Your goal ::
Within the records below, reproduce without change the lines from the line that has "Self::new()" through the line that has "under two names.", and only those.

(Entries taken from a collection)

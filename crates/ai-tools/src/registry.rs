// Copyright (c) 2024-2026 Martin Schröder <info@swedishembedded.com>
//
// SPDX-License-Identifier: MIT
use std::sync::Arc;

use serde_json::{Map, Value};
use tracing::debug;

use crate::builtin;
use crate::runtime::{ToolRuntime, JFDI_REQUIRED_MESSAGE};
use crate::tool::{Tool, ToolReply};

/// A tool schema for the provider request.  Mirrors the model crate's
/// definition shape but keeps this crate independent of it.
#[derive(Debug, Clone)]
pub struct ToolSchema {
    pub name: String,
    pub description: String,
    pub parameters: Value,
}

/// Registry holding all callable tools, in wire order.
pub struct ToolRegistry {
    tools: Vec<Arc<dyn Tool>>,
}

impl ToolRegistry {
    pub fn new() -> Self {
        Self { tools: Vec::new() }
    }

    pub fn register(&mut self, tool: impl Tool + 'static) {
        self.tools.push(Arc::new(tool));
    }

    pub fn get(&self, name: &str) -> Option<Arc<dyn Tool>> {
        self.tools.iter().find(|t| t.name() == name).cloned()
    }

    pub fn names(&self) -> Vec<String> {
        self.tools.iter().map(|t| t.name().to_string()).collect()
    }

    /// Schemas in registration order (the order is part of the wire
    /// contract with the provider and kept stable across turns).
    pub fn schemas(&self) -> Vec<ToolSchema> {
        self.tools
            .iter()
            .map(|t| ToolSchema {
                name: t.name().to_string(),
                description: t.description().to_string(),
                parameters: t.parameters_schema(),
            })
            .collect()
    }

    /// The single dispatch choke point: argument parsing, unknown-tool
    /// handling, and the mutation gate all live here so every tool —
    /// current and future — inherits them.
    pub async fn dispatch(&self, rt: &ToolRuntime, name: &str, raw_args: &Value) -> ToolReply {
        let args = match parse_arguments(raw_args, name) {
            Ok(args) => args,
            Err(message) => return ToolReply::text(message),
        };

        let Some(tool) = self.get(name) else {
            return ToolReply::text(format!("error: unknown tool '{name}'"));
        };

        if tool.requires_unlock() && !rt.jfdi_enabled {
            debug!(tool = name, "mutation gate blocked tool call");
            return ToolReply::text(JFDI_REQUIRED_MESSAGE);
        }

        debug!(tool = name, "dispatching tool call");
        tool.execute(rt, &args).await
    }
}

impl Default for ToolRegistry {
    fn default() -> Self {
        Self::new()
    }
}

/// Tool arguments arrive as either a JSON object or a JSON-encoded string.
/// Anything else degrades to an empty object; a string that fails to parse
/// is reported back to the model verbatim.
pub fn parse_arguments(raw: &Value, tool_name: &str) -> Result<Map<String, Value>, String> {
    match raw {
        Value::String(text) => {
            if text.is_empty() {
                return Ok(Map::new());
            }
            match serde_json::from_str::<Value>(text) {
                Ok(Value::Object(map)) => Ok(map),
                Ok(_) => Ok(Map::new()),
                Err(e) => Err(format!("error: invalid arguments JSON ({tool_name}: {e})")),
            }
        }
        Value::Object(map) => Ok(map.clone()),
        _ => Ok(Map::new()),
    }
}

/// The standard registry with every tool of the wire contract, in wire
/// order.  `write` and `write_file` are one implementation under two names.
pub fn default_registry() -> ToolRegistry {
    let mut registry = ToolRegistry::new();
    registry.register(builtin::read_file::ReadFileTool);
    registry.register(builtin::write::WriteTool::write());
    registry.register(builtin::write::WriteTool::write_file());
    registry.register(builtin::apply_patch::ApplyPatchTool);
    registry.register(builtin::shell::ShellTool);
    registry.register(builtin::update_plan::UpdatePlanTool);
    registry.register(builtin::plan_update::PlanUpdateTool);
    registry.register(builtin::glob::GlobTool);
    registry.register(builtin::search_content::SearchContentTool);
    registry.register(builtin::unit_test_coverage::UnitTestCoverageTool);
    registry
}

// ─── Unit tests ──────────────────────────────────────────────────────────────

Solution to this exercise ::
        Self::new()
    }
}

/// Tool arguments arrive as either a JSON object or a JSON-encoded string.
/// Anything else degrades to an empty object; a string that fails to parse
/// is reported back to the model verbatim.
pub fn parse_arguments(raw: &Value, tool_name: &str) -> Result<Map<String, Value>, String> {
    match raw {
        Value::String(text) => {
            if text.is_empty() {
                return Ok(Map::new());
            }
            match serde_json::from_str::<Value>(text) {
                Ok(Value::Object(map)) => Ok(map),
                Ok(_) => Ok(Map::new()),
                Err(e) => Err(format!("error: invalid arguments JSON ({tool_name}: {e})")),
            }
        }
        Value::Object(map) => Ok(map.clone()),
        _ => Ok(Map::new()),
    }
}

/// The standard registry with every tool of the wire contract, in wire
/// order.  `write` and `write_file` are one implementation under two names.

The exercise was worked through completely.